→ **PROBLEM DESCRIPTION**: All of the entries below must be copied out exactly.

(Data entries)
┌──

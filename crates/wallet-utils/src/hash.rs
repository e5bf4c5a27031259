//! Hash compositions used for fingerprints, addresses and signing digests.

use ripemd::Ripemd160;
use sha2::{Digest, Sha256};
use sha3::Keccak256;

/// `RIPEMD160(SHA256(data))`, the payload of P2PKH/P2WPKH addresses and
/// the source of BIP-32 key fingerprints.
pub fn hash160(data: &[u8]) -> [u8; 20] {
    Ripemd160::digest(Sha256::digest(data)).into()
}

/// `SHA256(SHA256(data))`.
pub fn sha256d(data: &[u8]) -> [u8; 32] {
    Sha256::digest(Sha256::digest(data)).into()
}

pub fn keccak256(data: &[u8]) -> [u8; 32] {
    Keccak256::digest(data).into()
}

/// First four bytes of [`hash160`] as a big-endian integer.
pub fn fingerprint(public_key: &[u8]) -> u32 {
    let digest = hash160(public_key);
    u32::from_be_bytes([digest[0], digest[1], digest[2], digest[3]])
}

#[cfg(test)]
mod tests {
    use super::*;
    use hex_literal::hex;

    #[test]
    fn hash160_of_generator_point() {
        let pubkey = hex!("0279be667ef9dcbbac55a06295ce870b07029bfcdb2dce28d959f2815b16f81798");
        assert_eq!(
            hash160(&pubkey),
            hex!("751e76e8199196d454941c45d1b3a323f1433bd6")
        );
    }

    #[test]
    fn sha256d_of_empty_input() {
        assert_eq!(
            sha256d(b""),
            hex!("5df6e0e2761359d30a8275058e299fcc0381534545f55cf43e41983f5d4c9456")
        );
    }

    #[test]
    fn keccak256_of_empty_input() {
        assert_eq!(
            keccak256(b""),
            hex!("c5d2460186f7233c927e7db2dcc703c0e500b653ca82273b7bfad8045d85a470")
        );
    }

    #[test]
    fn fingerprint_is_hash160_prefix() {
        let pubkey = hex!("0279be667ef9dcbbac55a06295ce870b07029bfcdb2dce28d959f2815b16f81798");
        assert_eq!(fingerprint(&pubkey), 0x751e_76e8);
    }
}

└──

→ **YOUR RESPONSE**:
filename crates/wallet-utils/src/hash.rs
repository e5bf4c5a27031259
//! Hash compositions used for fingerprints, addresses and signing digests.

use ripemd::Ripemd160;
use sha2::{Digest, Sha256};
use sha3::Keccak256;

/// `RIPEMD160(SHA256(data))`, the payload of P2PKH/P2WPKH addresses and
/// the source of BIP-32 key fingerprints.
pub fn hash160(data: &[u8]) -> [u8; 20] {
    Ripemd160::digest(Sha256::digest(data)).into()
}

/// `SHA256(SHA256(data))`.
pub fn sha256d(data: &[u8]) -> [u8; 32] {
    Sha256::digest(Sha256::digest(data)).into()
}

pub fn keccak256(data: &[u8]) -> [u8; 32] {
    Keccak256::digest(data).into()
}

/// First four bytes of [`hash160`] as a big-endian integer.
pub fn fingerprint(public_key: &[u8]) -> u32 {
    let digest = hash160(public_key);
    u32::from_be_bytes([digest[0], digest[1], digest[2], digest[3]])
}

#[cfg(test)]
mod tests {
    use super::*;
    use hex_literal::hex;

    #[test]
    fn hash160_of_generator_point() {
        let pubkey = hex!("0279be667ef9dcbbac55a06295ce870b07029bfcdb2dce28d959f2815b16f81798");
        assert_eq!(
            hash160(&pubkey),
            hex!("751e76e8199196d454941c45d1b3a323f1433bd6")
        );
    }

    #[test]
    fn sha256d_of_empty_input() {
        assert_eq!(
            sha256d(b""),
            hex!("5df6e0e2761359d30a8275058e299fcc0381534545f55cf43e41983f5d4c9456")
        );
    }

    #[test]
    fn keccak256_of_empty_input() {
        assert_eq!(
            keccak256(b""),
            hex!("c5d2460186f7233c927e7db2dcc703c0e500b653ca82273b7bfad8045d85a470")
        );
    }

    #[test]
    fn fingerprint_is_hash160_prefix() {
        let pubkey = hex!("0279be667ef9dcbbac55a06295ce870b07029bfcdb2dce28d959f2815b16f81798");
        assert_eq!(fingerprint(&pubkey), 0x751e_76e8);
    }
}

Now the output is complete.